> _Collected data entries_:
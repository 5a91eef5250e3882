//! The state container.
//!
//! A `Store` is a cheap, cloneable handle. Reads clone the current value
//! under a read lock; writes are serialised by a per-store dispatch lock
//! which is held until every subscriber and middleware has seen the new
//! value, so observers never see values out of order.
//!
//! A `set` issued while a dispatch is running (from a subscriber or a
//! middleware on the same store) is queued and applied once the running
//! pass has finished.

use std::collections::VecDeque;
use std::sync::atomic::{AtomicBool, AtomicU64, Ordering};
use std::sync::{Arc, OnceLock, Weak};

use parking_lot::{Mutex, ReentrantMutex, RwLock};

use super::error::StoreError;
use super::middleware::Middleware;
use super::update::{State, Update};
use crate::selector::SelectorMap;

type Subscriber<V> = Arc<dyn Fn(&V) + Send + Sync>;
type Rehydrator<V> = Box<dyn FnOnce(V) -> V>;

/// Action name used by [`Store::set`].
pub const ANONYMOUS_ACTION: &str = "anonymous";

pub(crate) struct StoreInner<V: State> {
    name: String,
    state: RwLock<V>,
    subscribers: Mutex<Vec<(u64, Subscriber<V>)>>,
    next_subscriber_id: AtomicU64,
    /// Re-entrant so a subscriber may call `set` on the same store.
    dispatch: ReentrantMutex<()>,
    /// Only touched while `dispatch` is held.
    dispatching: AtomicBool,
    pending: Mutex<VecDeque<(String, Update<V>)>>,
    middleware: Vec<Arc<dyn Middleware<V>>>,
    selectors: OnceLock<Arc<SelectorMap<V>>>,
}

/// Observable state container.
pub struct Store<V: State> {
    inner: Arc<StoreInner<V>>,
}

impl<V: State> Clone for Store<V> {
    fn clone(&self) -> Self {
        Self {
            inner: Arc::clone(&self.inner),
        }
    }
}

impl<V: State> Store<V> {
    /// Create a store with no middleware.
    pub fn new(name: impl Into<String>, initial: V) -> Self {
        Self::builder(name).build(initial)
    }

    pub fn builder(name: impl Into<String>) -> StoreBuilder<V> {
        StoreBuilder {
            name: name.into(),
            middleware: Vec::new(),
            rehydrators: Vec::new(),
        }
    }

    pub fn name(&self) -> &str {
        &self.inner.name
    }

    /// Get a clone of the current value.
    pub fn get(&self) -> V {
        self.inner.state.read().clone()
    }

    /// Read the current value without cloning it.
    pub fn read<F, R>(&self, f: F) -> R
    where
        F: FnOnce(&V) -> R,
    {
        f(&self.inner.state.read())
    }

    /// Apply an update under the anonymous action name.
    pub fn set(&self, update: Update<V>) -> Result<(), StoreError> {
        self.set_named(ANONYMOUS_ACTION, update)
    }

    /// Apply an update, notify subscribers, then run middleware.
    ///
    /// A failing transform leaves the value unchanged and nobody is notified.
    /// Called from inside a running dispatch, the update is queued and
    /// `Ok(())` is returned; a queued transform that fails is logged.
    pub fn set_named(&self, action: &str, update: Update<V>) -> Result<(), StoreError> {
        let _dispatch = self.inner.dispatch.lock();

        if self.inner.dispatching.load(Ordering::Acquire) {
            tracing::trace!(
                store = %self.inner.name,
                action = %action,
                "Store update queued behind running dispatch"
            );
            self.inner
                .pending
                .lock()
                .push_back((action.to_string(), update));
            return Ok(());
        }

        let _running = DispatchFlag::raise(&self.inner.dispatching);
        let result = self.dispatch(action, update);

        loop {
            let Some((action, update)) = self.inner.pending.lock().pop_front() else {
                break;
            };
            if let Err(err) = self.dispatch(&action, update) {
                tracing::warn!(
                    store = %self.inner.name,
                    action = %action,
                    error = %err,
                    "Queued store update rejected"
                );
            }
        }

        result
    }

    fn dispatch(&self, action: &str, update: Update<V>) -> Result<(), StoreError> {
        let kind = update.kind();
        let current = self.get();
        let patch = update.into_patch(&current).map_err(|source| {
            tracing::debug!(
                store = %self.inner.name,
                action = %action,
                error = %source,
                "Store update rejected"
            );
            StoreError::Transform {
                store: self.inner.name.clone(),
                action: action.to_string(),
                source,
            }
        })?;

        let next = {
            let mut state = self.inner.state.write();
            state.apply(patch);
            state.clone()
        };

        // Snapshot the list so callbacks may subscribe/unsubscribe freely.
        let subscribers: Vec<Subscriber<V>> = self
            .inner
            .subscribers
            .lock()
            .iter()
            .map(|(_, callback)| Arc::clone(callback))
            .collect();

        tracing::trace!(
            store = %self.inner.name,
            action = %action,
            kind = kind,
            subscribers = subscribers.len(),
            "Store updated"
        );

        for subscriber in &subscribers {
            subscriber(&next);
        }

        for middleware in &self.inner.middleware {
            middleware.after_set(&self.inner.name, action, &current, &next);
        }

        Ok(())
    }

    /// Register a callback for future changes. The current value is not replayed.
    pub fn subscribe<F>(&self, callback: F) -> Subscription<V>
    where
        F: Fn(&V) + Send + Sync + 'static,
    {
        let id = self.inner.next_subscriber_id.fetch_add(1, Ordering::Relaxed);
        self.inner.subscribers.lock().push((id, Arc::new(callback)));
        Subscription {
            store: self.downgrade(),
            id,
        }
    }

    pub fn subscriber_count(&self) -> usize {
        self.inner.subscribers.lock().len()
    }

    /// The update capability of this store, without ownership.
    pub fn setter(&self) -> Setter<V> {
        Setter {
            store: self.downgrade(),
        }
    }

    pub fn downgrade(&self) -> WeakStore<V> {
        WeakStore {
            name: self.inner.name.clone(),
            inner: Arc::downgrade(&self.inner),
        }
    }

    /// Whether two handles point at the same store.
    pub fn ptr_eq(&self, other: &Store<V>) -> bool {
        Arc::ptr_eq(&self.inner, &other.inner)
    }

    pub(crate) fn selector_cell(&self) -> &OnceLock<Arc<SelectorMap<V>>> {
        &self.inner.selectors
    }

    fn unsubscribe(&self, id: u64) -> bool {
        let mut subscribers = self.inner.subscribers.lock();
        let before = subscribers.len();
        subscribers.retain(|(sub_id, _)| *sub_id != id);
        subscribers.len() != before
    }
}

/// Marks a dispatch as running; lowered on drop, including on unwind.
struct DispatchFlag<'a>(&'a AtomicBool);

impl<'a> DispatchFlag<'a> {
    fn raise(flag: &'a AtomicBool) -> Self {
        flag.store(true, Ordering::Release);
        Self(flag)
    }
}

impl Drop for DispatchFlag<'_> {
    fn drop(&mut self) {
        self.0.store(false, Ordering::Release);
    }
}

/// Non-owning handle to a store.
pub struct WeakStore<V: State> {
    name: String,
    inner: Weak<StoreInner<V>>,
}

impl<V: State> Clone for WeakStore<V> {
    fn clone(&self) -> Self {
        Self {
            name: self.name.clone(),
            inner: Weak::clone(&self.inner),
        }
    }
}

impl<V: State> WeakStore<V> {
    pub fn upgrade(&self) -> Option<Store<V>> {
        self.inner.upgrade().map(|inner| Store { inner })
    }

    pub fn name(&self) -> &str {
        &self.name
    }

    pub(crate) fn upgrade_or_closed(&self) -> Result<Store<V>, StoreError> {
        self.upgrade().ok_or_else(|| StoreError::Closed {
            store: self.name.clone(),
        })
    }
}

/// The update capability handed to actions.
///
/// Holds the store weakly, so actions never keep a store alive on their own.
pub struct Setter<V: State> {
    store: WeakStore<V>,
}

impl<V: State> Clone for Setter<V> {
    fn clone(&self) -> Self {
        Self {
            store: self.store.clone(),
        }
    }
}

impl<V: State> Setter<V> {
    pub fn set(&self, update: Update<V>) -> Result<(), StoreError> {
        self.store.upgrade_or_closed()?.set(update)
    }

    pub fn set_named(&self, action: &str, update: Update<V>) -> Result<(), StoreError> {
        self.store.upgrade_or_closed()?.set_named(action, update)
    }

    pub fn get(&self) -> Result<V, StoreError> {
        Ok(self.store.upgrade_or_closed()?.get())
    }
}

/// Handle returned by [`Store::subscribe`].
///
/// Dropping it keeps the callback registered; call [`Subscription::unsubscribe`]
/// to remove it.
pub struct Subscription<V: State> {
    store: WeakStore<V>,
    id: u64,
}

impl<V: State> Subscription<V> {
    /// Remove the callback. Returns false if it was already gone.
    pub fn unsubscribe(self) -> bool {
        match self.store.upgrade() {
            Some(store) => store.unsubscribe(self.id),
            None => false,
        }
    }
}

/// Configures middleware and rehydration before a store is created.
pub struct StoreBuilder<V: State> {
    name: String,
    middleware: Vec<Arc<dyn Middleware<V>>>,
    rehydrators: Vec<Rehydrator<V>>,
}

impl<V: State> StoreBuilder<V> {
    pub fn middleware(mut self, middleware: Arc<dyn Middleware<V>>) -> Self {
        self.middleware.push(middleware);
        self
    }

    /// Register a step that rewrites the initial value before first use.
    pub(crate) fn rehydrate_with(mut self, step: Rehydrator<V>) -> Self {
        self.rehydrators.push(step);
        self
    }

    pub fn build(self, initial: V) -> Store<V> {
        self.build_with(|_| (initial, ())).0
    }

    /// Build the store, handing `init` the setter before the store exists.
    ///
    /// The setter cannot update anything until `init` has returned.
    pub(crate) fn build_with<A, F>(self, init: F) -> (Store<V>, A)
    where
        F: FnOnce(Setter<V>) -> (V, A),
    {
        let StoreBuilder {
            name,
            middleware,
            rehydrators,
        } = self;

        let mut actions = None;
        let inner = Arc::new_cyclic(|weak: &Weak<StoreInner<V>>| {
            let setter = Setter {
                store: WeakStore {
                    name: name.clone(),
                    inner: Weak::clone(weak),
                },
            };
            let (mut initial, bound) = init(setter);
            actions = Some(bound);
            for step in rehydrators {
                initial = step(initial);
            }

            StoreInner {
                name,
                state: RwLock::new(initial),
                subscribers: Mutex::new(Vec::new()),
                next_subscriber_id: AtomicU64::new(0),
                dispatch: ReentrantMutex::new(()),
                dispatching: AtomicBool::new(false),
                pending: Mutex::new(VecDeque::new()),
                middleware,
                selectors: OnceLock::new(),
            }
        });

        match actions {
            Some(actions) => (Store { inner }, actions),
            None => unreachable!("new_cyclic runs its closure exactly once"),
        }
    }
}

> _What to produce_: From the records above, retype only the lines starting at the line that contains "pub fn read<F, R>(&self, f: F) -> R" and ending at the line that contains "update is queued and", both included.

> _Output of the exercise_:
    pub fn read<F, R>(&self, f: F) -> R
    where
        F: FnOnce(&V) -> R,
    {
        f(&self.inner.state.read())
    }

    /// Apply an update under the anonymous action name.
    pub fn set(&self, update: Update<V>) -> Result<(), StoreError> {
        self.set_named(ANONYMOUS_ACTION, update)
    }

    /// Apply an update, notify subscribers, then run middleware.
    ///
    /// A failing transform leaves the value unchanged and nobody is notified.
    /// Called from inside a running dispatch, the update is queued and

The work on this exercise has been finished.